• What needs to be done
Reproduce the entries shown below only from the line with "fn display_name(&self) -> &'static str;" down to the line with "configuration injection, base", keeping both end lines and copying each one exactly.

• Data for review
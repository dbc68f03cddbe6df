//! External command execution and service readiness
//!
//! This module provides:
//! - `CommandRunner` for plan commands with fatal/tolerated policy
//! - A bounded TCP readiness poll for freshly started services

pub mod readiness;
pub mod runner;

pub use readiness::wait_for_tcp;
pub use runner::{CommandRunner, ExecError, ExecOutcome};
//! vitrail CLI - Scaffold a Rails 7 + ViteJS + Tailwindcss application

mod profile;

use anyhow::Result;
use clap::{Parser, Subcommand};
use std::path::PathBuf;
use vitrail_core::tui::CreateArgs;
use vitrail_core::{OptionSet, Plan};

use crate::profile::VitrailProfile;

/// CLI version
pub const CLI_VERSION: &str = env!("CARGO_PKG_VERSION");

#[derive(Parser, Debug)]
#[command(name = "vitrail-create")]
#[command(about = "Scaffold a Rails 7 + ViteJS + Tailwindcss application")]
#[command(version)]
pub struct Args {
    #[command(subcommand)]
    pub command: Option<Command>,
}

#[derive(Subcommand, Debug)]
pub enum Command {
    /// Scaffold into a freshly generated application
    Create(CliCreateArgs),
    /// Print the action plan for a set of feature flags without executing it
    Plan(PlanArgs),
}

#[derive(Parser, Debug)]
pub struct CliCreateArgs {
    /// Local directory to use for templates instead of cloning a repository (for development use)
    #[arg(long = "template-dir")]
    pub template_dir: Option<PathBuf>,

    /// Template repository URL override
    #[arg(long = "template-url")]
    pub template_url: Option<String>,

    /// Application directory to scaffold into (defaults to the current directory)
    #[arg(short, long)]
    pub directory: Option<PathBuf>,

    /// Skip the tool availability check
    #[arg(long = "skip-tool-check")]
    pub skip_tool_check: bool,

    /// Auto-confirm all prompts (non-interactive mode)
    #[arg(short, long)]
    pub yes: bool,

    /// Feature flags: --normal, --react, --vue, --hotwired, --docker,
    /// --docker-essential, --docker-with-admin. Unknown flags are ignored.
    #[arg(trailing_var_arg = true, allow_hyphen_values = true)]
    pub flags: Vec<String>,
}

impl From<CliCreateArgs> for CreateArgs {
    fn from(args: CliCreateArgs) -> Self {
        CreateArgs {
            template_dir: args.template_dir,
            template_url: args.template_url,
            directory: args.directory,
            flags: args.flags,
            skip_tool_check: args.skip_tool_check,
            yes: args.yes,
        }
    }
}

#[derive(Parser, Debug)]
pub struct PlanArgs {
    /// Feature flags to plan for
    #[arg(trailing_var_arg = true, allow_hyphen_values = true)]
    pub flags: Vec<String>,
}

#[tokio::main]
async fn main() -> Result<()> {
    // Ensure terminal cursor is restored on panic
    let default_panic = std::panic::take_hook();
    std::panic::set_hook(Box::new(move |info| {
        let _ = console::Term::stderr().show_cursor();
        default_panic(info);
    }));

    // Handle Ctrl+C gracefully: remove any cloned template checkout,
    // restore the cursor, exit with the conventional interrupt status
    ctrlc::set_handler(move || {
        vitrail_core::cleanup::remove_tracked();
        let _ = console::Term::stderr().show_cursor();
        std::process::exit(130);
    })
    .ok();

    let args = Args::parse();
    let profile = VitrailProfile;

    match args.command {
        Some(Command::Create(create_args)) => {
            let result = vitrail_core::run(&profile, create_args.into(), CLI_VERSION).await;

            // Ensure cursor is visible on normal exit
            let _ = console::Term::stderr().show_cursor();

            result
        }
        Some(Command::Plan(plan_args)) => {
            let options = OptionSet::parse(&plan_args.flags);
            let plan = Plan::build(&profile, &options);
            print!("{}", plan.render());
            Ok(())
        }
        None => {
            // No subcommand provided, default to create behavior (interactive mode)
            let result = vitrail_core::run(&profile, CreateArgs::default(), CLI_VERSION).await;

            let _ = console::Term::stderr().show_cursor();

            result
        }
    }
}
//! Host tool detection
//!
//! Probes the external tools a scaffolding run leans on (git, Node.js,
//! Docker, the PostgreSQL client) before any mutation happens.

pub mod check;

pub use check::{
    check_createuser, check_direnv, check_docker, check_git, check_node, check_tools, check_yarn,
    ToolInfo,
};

--

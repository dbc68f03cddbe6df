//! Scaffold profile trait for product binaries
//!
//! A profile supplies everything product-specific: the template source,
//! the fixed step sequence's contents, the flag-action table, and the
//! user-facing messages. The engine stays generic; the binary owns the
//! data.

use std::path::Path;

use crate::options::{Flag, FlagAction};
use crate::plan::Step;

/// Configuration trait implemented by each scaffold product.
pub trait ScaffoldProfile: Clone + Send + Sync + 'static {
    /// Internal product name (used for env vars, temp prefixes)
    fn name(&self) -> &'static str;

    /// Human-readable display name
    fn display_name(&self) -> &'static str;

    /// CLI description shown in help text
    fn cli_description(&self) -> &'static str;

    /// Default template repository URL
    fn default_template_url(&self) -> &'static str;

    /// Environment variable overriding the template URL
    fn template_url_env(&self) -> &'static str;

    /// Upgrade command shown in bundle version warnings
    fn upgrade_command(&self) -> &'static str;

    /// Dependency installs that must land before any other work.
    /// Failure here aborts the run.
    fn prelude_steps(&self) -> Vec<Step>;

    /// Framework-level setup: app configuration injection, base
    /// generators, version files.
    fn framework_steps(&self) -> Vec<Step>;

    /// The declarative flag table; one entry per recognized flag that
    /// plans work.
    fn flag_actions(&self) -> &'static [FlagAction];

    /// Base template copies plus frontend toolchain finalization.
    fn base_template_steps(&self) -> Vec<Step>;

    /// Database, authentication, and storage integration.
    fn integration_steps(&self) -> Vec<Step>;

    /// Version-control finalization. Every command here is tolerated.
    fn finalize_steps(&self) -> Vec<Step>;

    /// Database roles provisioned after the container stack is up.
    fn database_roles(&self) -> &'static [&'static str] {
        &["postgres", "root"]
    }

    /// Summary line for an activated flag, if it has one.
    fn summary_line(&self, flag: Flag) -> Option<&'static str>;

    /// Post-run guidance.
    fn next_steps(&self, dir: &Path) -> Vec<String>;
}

• Expected answer
    fn display_name(&self) -> &'static str;

    /// CLI description shown in help text
    fn cli_description(&self) -> &'static str;

    /// Default template repository URL
    fn default_template_url(&self) -> &'static str;

    /// Environment variable overriding the template URL
    fn template_url_env(&self) -> &'static str;

    /// Upgrade command shown in bundle version warnings
    fn upgrade_command(&self) -> &'static str;

    /// Dependency installs that must land before any other work.
    /// Failure here aborts the run.
    fn prelude_steps(&self) -> Vec<Step>;

    /// Framework-level setup: app configuration injection, base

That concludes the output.